Monday, March 15, 2010

Comic relief!




I'd like to mention that I am not the artist of this drawing or any other art posted so far in this blog. If I know who the artist is, I will credit the artist.  If I post any of my own art work in the future, I will make sure it is credited appropriately. However, I found this image along with the one in the previous post on Google images and do not take credit for them. Whoever is the artist for this uterus, they should know that it is adorable!

I happened to be on stumbleupon.com, a website that helps you discover random websites around the internet at every click of the "stumble" button. The websites it directs you to obviously depend on the preferences you choose in the beginning of registering such as arts, movies, music, science, self-improvement, etc. I came across a random blog that didn't look anything special, a jewelry blog. I figured i'd give it a chance since i'm exploring. On the page was what the blog's author claimed to be a letter to Proctor and Gamble regarding their feminine product, a letter that allegedly won PC magazine's 2007 editor's choice for best webmail award-winning letter. I must warn you, after reading this letter, I did more research and found a business blog that told me this wasn't so. However, whether the letter was a winner of anything or not, it is a legitimate complaint written by a real person, and it has gained popularity around the internet probably because its author is not alone in how they feel.
Here's the letter:
Dear Mr.

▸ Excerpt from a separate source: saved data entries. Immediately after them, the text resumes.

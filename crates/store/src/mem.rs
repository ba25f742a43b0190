//! In-memory store backend.
//!
//! The tree lives behind a single mutex; file contents live behind their own
//! per-file locks so readers and writers of one stream never hold the tree
//! lock. Files become visible at creation time and readers observe bytes as
//! writers append them, matching local-filesystem tail-read semantics.

use std::collections::BTreeMap;
use std::io::{self, Read, Write};
use std::path::{Component, Path};
use std::sync::{Arc, Mutex, PoisonError, RwLock};
use std::time::SystemTime;

use crate::{FileInfo, StreamStore, WriteCloser};

/// An in-memory [`StreamStore`].
///
/// Cloning is cheap and clones share the same tree, so a producer and a
/// consumer on different threads can be handed "the same store".
#[derive(Clone, Default)]
pub struct MemStore {
    root: Arc<Mutex<Dir>>,
}

struct Dir {
    entries: BTreeMap<String, Node>,
    mode: u32,
    modified: SystemTime,
}

enum Node {
    Dir(Dir),
    File(Arc<MemFile>),
}

struct MemFile {
    mode: u32,
    data: RwLock<FileData>,
}

struct FileData {
    bytes: Vec<u8>,
    modified: SystemTime,
}

impl Default for Dir {
    fn default() -> Self {
        Self {
            entries: BTreeMap::new(),
            mode: 0o755,
            modified: SystemTime::now(),
        }
    }
}

impl MemStore {
    /// Creates an empty store.
    #[must_use]
    pub fn new() -> Self {
        Self::default()
    }
}

fn components(path: &Path) -> io::Result<Vec<&str>> {
    let mut out = Vec::new();
    for comp in path.components() {
        match comp {
            Component::RootDir | Component::CurDir => {}
            Component::Normal(os) => {
                let name = os.to_str().ok_or_else(|| {
                    io::Error::new(io::ErrorKind::InvalidInput, "path is not valid UTF-8")
                })?;
                out.push(name);
            }
            Component::ParentDir | Component::Prefix(_) => {
                return Err(io::Error::new(
                    io::ErrorKind::InvalidInput,
                    "path may not contain '..' or a prefix component",
                ));
            }
        }
    }
    Ok(out)
}

fn not_found(name: &str) -> io::Error {
    io::Error::new(io::ErrorKind::NotFound, format!("'{name}' does not exist"))
}

fn not_a_directory(name: &str) -> io::Error {
    io::Error::new(
        io::ErrorKind::NotADirectory,
        format!("'{name}' is not a directory"),
    )
}

fn is_a_directory(name: &str) -> io::Error {
    io::Error::new(
        io::ErrorKind::IsADirectory,
        format!("'{name}' is a directory"),
    )
}

enum NodeRef<'a> {
    Dir(&'a Dir),
    File(&'a Arc<MemFile>),
}

fn walk<'a>(root: &'a Dir, comps: &[&str]) -> io::Result<NodeRef<'a>> {
    let mut cur = root;
    let mut comps = comps.iter();
    while let Some(name) = comps.next() {
        match cur.entries.get(*name) {
            Some(Node::Dir(d)) => cur = d,
            Some(Node::File(f)) => {
                return if comps.next().is_none() {
                    Ok(NodeRef::File(f))
                } else {
                    Err(not_a_directory(name))
                };
            }
            None => return Err(not_found(name)),
        }
    }
    Ok(NodeRef::Dir(cur))
}

fn walk_dir_mut<'a>(root: &'a mut Dir, comps: &[&str]) -> io::Result<&'a mut Dir> {
    let mut cur = root;
    for name in comps {
        match cur.entries.get_mut(*name) {
            Some(Node::Dir(d)) => cur = d,
            Some(Node::File(_)) => return Err(not_a_directory(name)),
            None => return Err(not_found(name)),
        }
    }
    Ok(cur)
}

fn file_info(name: &str, file: &MemFile) -> FileInfo {
    let data = file.data.read().unwrap_or_else(PoisonError::into_inner);
    FileInfo::new(name, data.bytes.len() as u64, file.mode, data.modified, false)
}

fn dir_info(name: &str, dir: &Dir) -> FileInfo {
    FileInfo::new(name, 0, dir.mode, dir.modified, true)
}

impl StreamStore for MemStore {
    fn stat(&self, path: &Path) -> io::Result<FileInfo> {
        let comps = components(path)?;
        let root = self.root.lock().unwrap_or_else(PoisonError::into_inner);
        let name = comps.last().copied().unwrap_or("/");
        match walk(&root, &comps)? {
            NodeRef::Dir(d) => Ok(dir_info(name, d)),
            NodeRef::File(f) => Ok(file_info(name, f)),
        }
    }

    fn lstat(&self, path: &Path) -> io::Result<FileInfo> {
        // No symlinks in the in-memory tree.
        self.stat(path)
    }

    fn read_dir(&self, path: &Path) -> io::Result<Vec<FileInfo>> {
        let comps = components(path)?;
        let root = self.root.lock().unwrap_or_else(PoisonError::into_inner);
        match walk(&root, &comps)? {
            NodeRef::File(_) => Err(not_a_directory(comps.last().copied().unwrap_or("/"))),
            NodeRef::Dir(d) => Ok(d
                .entries
                .iter()
                .map(|(name, node)| match node {
                    Node::Dir(d) => dir_info(name, d),
                    Node::File(f) => file_info(name, f),
                })
                .collect()),
        }
    }

    fn mkdir(&self, path: &Path, mode: u32) -> io::Result<()> {
        let comps = components(path)?;
        let Some((name, parents)) = comps.split_last() else {
            return Err(io::Error::new(
                io::ErrorKind::AlreadyExists,
                "'/' already exists",
            ));
        };
        let mut root = self.root.lock().unwrap_or_else(PoisonError::into_inner);
        let parent = walk_dir_mut(&mut root, parents)?;
        if parent.entries.contains_key(*name) {
            return Err(io::Error::new(
                io::ErrorKind::AlreadyExists,
                format!("'{name}' already exists"),
            ));
        }
        parent.entries.insert(
            (*name).to_owned(),
            Node::Dir(Dir {
                entries: BTreeMap::new(),
                mode,
                modified: SystemTime::now(),
            }),
        );
        Ok(())
    }

    fn remove(&self, path: &Path) -> io::Result<()> {
        let comps = components(path)?;
        let Some((name, parents)) = comps.split_last() else {
            return Err(io::Error::new(
                io::ErrorKind::InvalidInput,
                "cannot remove '/'",
            ));
        };
        let mut root = self.root.lock().unwrap_or_else(PoisonError::into_inner);
        let parent = walk_dir_mut(&mut root, parents)?;
        match parent.entries.get(*name) {
            None => return Err(not_found(name)),
            Some(Node::Dir(d)) if !d.entries.is_empty() => {
                return Err(io::Error::new(
                    io::ErrorKind::DirectoryNotEmpty,
                    format!("'{name}' is not empty"),
                ));
            }
            Some(_) => {}
        }
        parent.entries.remove(*name);
        Ok(())
    }

    fn open_read(&self, path: &Path) -> io::Result<Box<dyn Read + Send>> {
        let comps = components(path)?;
        let root = self.root.lock().unwrap_or_else(PoisonError::into_inner);
        match walk(&root, &comps)? {
            NodeRef::Dir(_) => Err(is_a_directory(comps.last().copied().unwrap_or("/"))),
            NodeRef::File(f) => Ok(Box::new(MemReader {
                file: Arc::clone(f),
                pos: 0,
            })),
        }
    }

    fn create_write(&self, path: &Path) -> io::Result<Box<dyn WriteCloser>> {
        let comps = components(path)?;
        let Some((name, parents)) = comps.split_last() else {
            return Err(is_a_directory("/"));
        };
        let mut root = self.root.lock().unwrap_or_else(PoisonError::into_inner);
        let parent = walk_dir_mut(&mut root, parents)?;
        if let Some(Node::Dir(_)) = parent.entries.get(*name) {
            return Err(is_a_directory(name));
        }
        let file = Arc::new(MemFile {
            mode: 0o644,
            data: RwLock::new(FileData {
                bytes: Vec::new(),
                modified: SystemTime::now(),
            }),
        });
        parent
            .entries
            .insert((*name).to_owned(), Node::File(Arc::clone(&file)));
        Ok(Box::new(MemWriter { file }))
    }
}

struct MemReader {
    file: Arc<MemFile>,
    pos: usize,
}

impl Read for MemReader {
    fn read(&mut self, buf: &mut [u8]) -> io::Result<usize> {
        let data = self.file.data.read().unwrap_or_else(PoisonError::into_inner);
        let Some(remaining) = data.bytes.len().checked_sub(self.pos).filter(|r| *r > 0) else {
            return Ok(0);
        };
        let n = remaining.min(buf.len());
        buf[..n].copy_from_slice(&data.bytes[self.pos..self.pos + n]);
        self.pos += n;
        Ok(n)
    }
}

struct MemWriter {
    file: Arc<MemFile>,
}

impl Write for MemWriter {
    fn write(&mut self, buf: &[u8]) -> io::Result<usize> {
        let mut data = self
            .file
            .data
            .write()
            .unwrap_or_else(PoisonError::into_inner);
        data.bytes.extend_from_slice(buf);
        data.modified = SystemTime::now();
        Ok(buf.len())
    }

    fn flush(&mut self) -> io::Result<()> {
        Ok(())
    }
}

impl WriteCloser for MemWriter {
    fn close(self: Box<Self>) -> io::Result<()> {
        Ok(())
    }
}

Thatcher,
I have been a loyal user of your 'Always' maxi pads for over 20 years and I appreciate many of their features. Why, without the LeakGuard Core or Dri-Weave absorbency, I'd probably never go horseback riding or salsa dancing, and I'd certainly steer clear of running up and down the beach in tight, white shorts. But my favorite feature has to be your revolutionary Flexi-Wings. Kudos on being the only company smart enough to realize how crucial it is that maxi pads be aerodynamic. I can't tell you how safe and secure I feel each month knowing there's a little F-16 in my pants.
Have you ever had a menstrual period, Mr. Thatcher? Ever suffered from 'the curse'? I'm guessing you haven't. Well, my time of the month is starting right now. As I type, I can already feel hormonal forces violently surging through my body. Just a few minutes from now, my body will adjust and I'll be transformed into what my husband likes to call 'an inbred hillbilly with knife skills.' Isn't the human body amazing?
As Brand Manager in the Feminine-Hygiene Division, you've no doubt seen quite a bit of research on what exactly happens during your customer's monthly visits from 'Aunt Flo'. Therefore, you must know about the bloating, puffiness, and cramping we endure, and about our intense mood swings, crying jags, and out-of-control behavior. You surely realize it's a tough time for most women. In fact, only last week, my friend Jennifer fought the viole nt urge to shove her boyfriend's testicles into a George Foreman Grill just because he told her he thought Grey's Anatomy was written by drunken chimps. Crazy!
The point is, sir, you of all people must realize that America is just crawling with homicidal maniacs in Capri pants... Which brings me to the reason for my letter. Last month, while in the throes of cramping so painful I wanted to reach inside my body and yank out my uterus, I opened an Always maxi-pad, and there, printed on the adhesive backing, were these words: 'Have a Happy Period.'
Are you f------ kidding me? What I mean is, does any part of your tiny middle-manager brain really think happiness - actual smiling, laughing happiness, is possible during a menstrual period? Did anything mentioned above sound the least bit pleasurable? Well, did it, James? FYI, unless you're some kind of sick S&M freak, there will never be anything 'happy' about a day in which you have to jack yourself up on Motrin and Kahlua and lock yourself in your house just so you don't march down to the local Walgreen's armed with a hunting rifle and a sketchy plan to end your life in a blaze of glory.
For the love of God, pull your head out, man! If you have to slap a moronic message on a maxi pad, wouldn't it make more sense to say something that's actually pertinent, like 'Put down the Hammer' or 'Vehicular Manslaughter is Wrong', or are you just picking on us?
Sir, please inform your Accounting Department that, effective immediately, there will be an $8 drop in monthly profits, for I have chosen to take my maxi-pad business elsewhere. And though I will certainly miss your Flex-Wings, I will not for one minute miss your brand of condescending bullshit. And that's a promise I will keep. 
Always. . .
Wendi Aarons
Austin , T X
The author of the blog "Everything About Business Except the Bottom Line: FunnyBusiness", posts in an entry on April 7, 2009:
I didn't bother to do any more research because I honestly didn't think it important whether the letter was award-winning or if it was actually sent to Mr. James Thatcher or to someone of authority in Procter and Gamble. However, it is indeed hilarious, and joke or no joke, the message surfaced from a real place and real thoughts. I wonder how many women feel like this about the slogan? I wonder what the company did as a response once it got around? I even wondered what I would've done if I had been in the position and had the power to respond and make a change as a manager. Then again, as a woman, I don't think the words "happy" and "period" would've ever crossed my mind in the same sentence.